"Ditch Witch"

By: Douglas Fairfield
The New Mexican
May-June 2009

Two artists whose work and working methods are wildly different are currently featured at Linda Durham Contemporary Art; Wanenmacher and Lucy Maki. Needless to say, the idea wasn’t to create a two-person exhibit but simply to present two separate mind-sets and distinct visions.
Wanenmacher’s work is the more eclectic – if not all over the map. But then, that’s the source of her art: the land. To be specific, the arroyos, ditches, acequias, and vacant lots that she frequents looking for materials and inspiration. Ditch Witch, the lighthearted title of her exhibition, displays new work generated from stuff that has been discarded in such places. Some call her medium found objects; others call it trash. Regardless, Wanenmacher has a sharp eye for spotting this and that as precious fodder for her work.

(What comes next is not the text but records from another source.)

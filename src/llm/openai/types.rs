use serde::{Deserialize, Serialize};

#[derive(Debug, Serialize)]
pub(in crate::llm) struct ChatRequest {
    pub(in crate::llm) model: String,
    pub(in crate::llm) messages: Vec<Message>,
    pub(in crate::llm) temperature: f64,
}

#[derive(Debug, Serialize)]
pub(in crate::llm) struct Message {
    pub(in crate::llm) role: &'static str,
    pub(in crate::llm) content: String,
}

#[derive(Debug, Deserialize)]
pub(in crate::llm) struct ChatResponse {
    pub(in crate::llm) choices: Vec<Choice>,
    pub(in crate::llm) usage: Option<Usage>,
    pub(in crate::llm) model: Option<String>,
}

#[derive(Debug, Deserialize)]
pub(in crate::llm) struct Usage {
    pub(in crate::llm) prompt_tokens: u64,
    pub(in crate::llm) completion_tokens: u64,
}

#[derive(Debug, Deserialize)]
pub(in crate::llm) struct Choice {
    pub(in crate::llm) message: ResponseMessage,
    pub(in crate::llm) finish_reason: Option<String>,
}

#[derive(Debug, Deserialize)]
pub(in crate::llm) struct ResponseMessage {
    pub(in crate::llm) content: Option<String>,
}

“I am a thriftier, as I say in the [wall] narrative; I can’t help it, I’m a hunter-gatherer. It’s in my blood,” Wanenmacher said. “This batch of stuff started because of the area where I walk my dog. I walk along an acequia that cuts through an old trash pile from a school and hospital.” Wanenmacher’s inclination to survey the land may have come from her beachcombing days growing up on the shores of Lake Erie.
Interspersed with Wanenmacher’s work (there are 10 pieces, all from this year, including an entire wall of assorted “spells”) is a handwritten dialogue on glass that tells of the artist’s journey –the story of how she locates her various art components, her encounters with others, and occasional comments about her dog, Kevin, and life’s peculiarities. Asked if she keeps a diary or a running log during her outdoor excursions, Wanenmacher replied, “Not a log of what I pick up, but I do carry a notebook to write down ideas for the narrative story and ideas for my spells. Sometimes I sit on the side of the ditch and write notes.”
A common component in Wanenmacher’s work, both in her sculptural constructs and paintings, is the use of little eyes (presumably purchased at Hobby Lobby or some such place). Sometimes the eyes make sense, as in her figurative work for Kevin and Snow Erika and Raven, but in other cases the eyes appear as mysterious, omnipotent manifestations in the skies of her paintings, as in Ravens & Hawk and Flying Geese. The disembodied eyes are kind of creepy, but they do play a significant role. “The eyes for me are a symbol of presence, of perception, of paying attention,” she said.
Perhaps the most interesting piece is Ant Hill Erika. It consists of a small figure standing before a large anthill. The figure is covered in sand, as if it is an extension of the anthill. The textural quality of granular sand crystals covering the body is unsettling, especially given our aversion to insects crawling on the skin. But Wanenmacher’s piece was inspired by other things. “In the wall narrative, I talk about the Navajo mythologies of the Ant Peoples who, after repeated punishment by the gods, get kicked up levels of the earth until they get to this level, where peoples are sorted out by size and shape and language and given attributes and detriments. Ants were made very small, but they were given great strength, able to carry many times their weight. I consider ants a powerful ally – for example, when one is bearing the burden of being a fallible human.”
Wanenmacher’s wall of “spells” contains an assortment of oddments assembled in various ways – primarily disposed booze bottles filled with charms made of other discarded items. Are they instilled with power? “The objects that I pick up carry a resonance of where they came from, who had them, and how they were used,” she said. “The Sufi word baraka describes it well. It refers to meaning transferred by proximity or love or the flow of grace.”
So is Wanenmacher a practicing witch? “Not by chance [but] by realization,
she said. “I realized quite a while back that the sculptures I made were basically spells. When one makes a spell, intent comes first, directing the energies…If the intent was very clear about what I wanted people to think about in my [work], that is by definition magic: the art of changing consciousness at will. Hence the spells. I tend to think of myself as a culture witch, as my sculpture is my magical practice."